NEW YORK — The winter flu season in the United States is off to its earliest start in more than 15 years.

Health officials say an early barrage of illness in the South has begun to spread more broadly, and there’s a decent chance flu season could peak much earlier than normal.

Officials on Friday estimated that there have already been 1.7 million flu illnesses, 16,000 hospitalizations and at least 900 flu-related deaths. The last flu season to rev up this early was in 2003-2004.

Some experts think the early start may mean a lot of suffering is in store, but others say it’s just too early to tell.

Federal officials are saying that the type of virus that is causing most of the illnesses right now is a surprise version that doesn't usually have this sort of intensity until much later in the season. 

Centers for Disease Control numbers show hospitalization rates this season are similar to those seen at this time during other recent seasons. 

Most of the high-intensity patient reports have come from six southern states, from Texas to Georgia, CDC numbers show and officials are saying this winter flu season could peak this month.
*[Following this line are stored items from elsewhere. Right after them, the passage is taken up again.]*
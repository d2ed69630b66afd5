// MySQL CRUD for connected accounts.
//
// Queries bind at runtime so the crate builds without a live schema;
// rows map through AccountRow because `kind` is stored as a string.

use sqlx::MySqlPool;
use std::str::FromStr;
use uuid::Uuid;

use crate::core::{AppError, Result};
use crate::modules::connectors::models::{AccountKind, ConnectedAccount};

/// Repository for connected-account database operations
pub struct AccountRepository {
    pool: MySqlPool,
}

#[derive(Debug, sqlx::FromRow)]
struct AccountRow {
    id: String,
    restaurant_id: String,
    kind: String,
    label: String,
    branch_code: Option<String>,
    api_key: Option<String>,
    api_token: Option<String>,
    access_token: Option<String>,
    is_active: bool,
    created_at: chrono::DateTime<chrono::Utc>,
    updated_at: chrono::DateTime<chrono::Utc>,
}

impl TryFrom<AccountRow> for ConnectedAccount {
    type Error = AppError;

    fn try_from(row: AccountRow) -> Result<Self> {
        Ok(ConnectedAccount {
            kind: AccountKind::from_str(&row.kind)?,
            id: row.id,
            restaurant_id: row.restaurant_id,
            label: row.label,
            branch_code: row.branch_code,
            api_key: row.api_key,
            api_token: row.api_token,
            access_token: row.access_token,
            is_active: row.is_active,
            created_at: row.created_at,
            updated_at: row.updated_at,
        })
    }
}

const SELECT_COLUMNS: &str = "id, restaurant_id, kind, label, branch_code, \
     api_key, api_token, access_token, is_active, created_at, updated_at";

impl AccountRepository {
    pub fn new(pool: MySqlPool) -> Self {
        Self { pool }
    }

    /// Insert a new connected account; generates the id when absent
    pub async fn create(&self, account: &ConnectedAccount) -> Result<ConnectedAccount> {
        account.validate()?;

        let id = if account.id.is_empty() {
            Uuid::new_v4().to_string()
        } else {
            account.id.clone()
        };

        sqlx::query(
            r#"
            INSERT INTO connected_accounts (
                id, restaurant_id, kind, label, branch_code,
                api_key, api_token, access_token, is_active, created_at, updated_at
            ) VALUES (?, ?, ?, ?, ?, ?, ?, ?, ?, ?, ?)
            "#,
        )
        .bind(&id)
        .bind(&account.restaurant_id)
        .bind(account.kind.to_string())
        .bind(&account.label)
        .bind(&account.branch_code)
        .bind(&account.api_key)
        .bind(&account.api_token)
        .bind(&account.access_token)
        .bind(account.is_active)
        .bind(account.created_at)
        .bind(account.updated_at)
        .execute(&self.pool)
        .await
        .map_err(|e| {
            if let Some(db_err) = e.as_database_error() {
                if db_err.is_unique_violation() {
                    return AppError::validation(format!(
                        "A '{}' account with this branch already exists",
                        account.kind
                    ));
                }
            }
            AppError::Internal(format!("Failed to create connected account: {}", e))
        })?;

        let mut created = account.clone();
        created.id = id;
        Ok(created)
    }

    /// All accounts for a restaurant, newest first
    pub async fn list_for_restaurant(&self, restaurant_id: &str) -> Result<Vec<ConnectedAccount>> {
        let rows = sqlx::query_as::<_, AccountRow>(&format!(
            "SELECT {} FROM connected_accounts \
             WHERE restaurant_id = ? ORDER BY created_at DESC",
            SELECT_COLUMNS
        ))
        .bind(restaurant_id)
        .fetch_all(&self.pool)
        .await
        .map_err(|e| AppError::Internal(format!("Failed to list connected accounts: {}", e)))?;

        rows.into_iter().map(ConnectedAccount::try_from).collect()
    }

    pub async fn find_by_id(
        &self,
        restaurant_id: &str,
        id: &str,
    ) -> Result<Option<ConnectedAccount>> {
        let row = sqlx::query_as::<_, AccountRow>(&format!(
            "SELECT {} FROM connected_accounts WHERE id = ? AND restaurant_id = ?",
            SELECT_COLUMNS
        ))
        .bind(id)
        .bind(restaurant_id)
        .fetch_optional(&self.pool)
        .await
        .map_err(|e| AppError::Internal(format!("Failed to fetch connected account: {}", e)))?;

        row.map(ConnectedAccount::try_from).transpose()
    }

    /// Active Rista account for a branch of the restaurant
    pub async fn find_rista_for_branch(
        &self,
        restaurant_id: &str,
        branch_code: &str,
    ) -> Result<Option<ConnectedAccount>> {
        let row = sqlx::query_as::<_, AccountRow>(&format!(
            "SELECT {} FROM connected_accounts \
             WHERE restaurant_id = ? AND kind = 'rista' AND branch_code = ? \
               AND is_active = TRUE \
             LIMIT 1",
            SELECT_COLUMNS
        ))
        .bind(restaurant_id)
        .bind(branch_code)
        .fetch_optional(&self.pool)
        .await
        .map_err(|e| AppError::Internal(format!("Failed to fetch Rista account: {}", e)))?;

        row.map(ConnectedAccount::try_from).transpose()
    }

    /// Active Gmail payout mailbox for the restaurant, if connected
    pub async fn find_gmail(&self, restaurant_id: &str) -> Result<Option<ConnectedAccount>> {
        let row = sqlx::query_as::<_, AccountRow>(&format!(
            "SELECT {} FROM connected_accounts \
             WHERE restaurant_id = ? AND kind = 'gmail' AND is_active = TRUE \
             ORDER BY created_at DESC LIMIT 1",
            SELECT_COLUMNS
        ))
        .bind(restaurant_id)
        .fetch_optional(&self.pool)
        .await
        .map_err(|e| AppError::Internal(format!("Failed to fetch Gmail account: {}", e)))?;

        row.map(ConnectedAccount::try_from).transpose()
    }

    /// Soft-delete: the account stays for audit, fetchers stop using it
    pub async fn deactivate(&self, restaurant_id: &str, id: &str) -> Result<bool> {
        let result = sqlx::query(
            "UPDATE connected_accounts \
             SET is_active = FALSE, updated_at = NOW() \
             WHERE id = ? AND restaurant_id = ?",
        )
        .bind(id)
        .bind(restaurant_id)
        .execute(&self.pool)
        .await
        .map_err(|e| AppError::Internal(format!("Failed to deactivate account: {}", e)))?;

        Ok(result.rows_affected() > 0)
    }
}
Flu season usually hits its height in February, so some doctors are preparing for the worst.

CDC reports show 170 million doses of the flu vaccine have been distributed. The agency recommends everyone 6 months of age and older get vaccinated each season to protect against the influenza virus.

An estimated 4.8 percent of deaths so far have been attributed to pneumonia and influenza this flu season, which is below the epidemic threshold of 6.8 percent.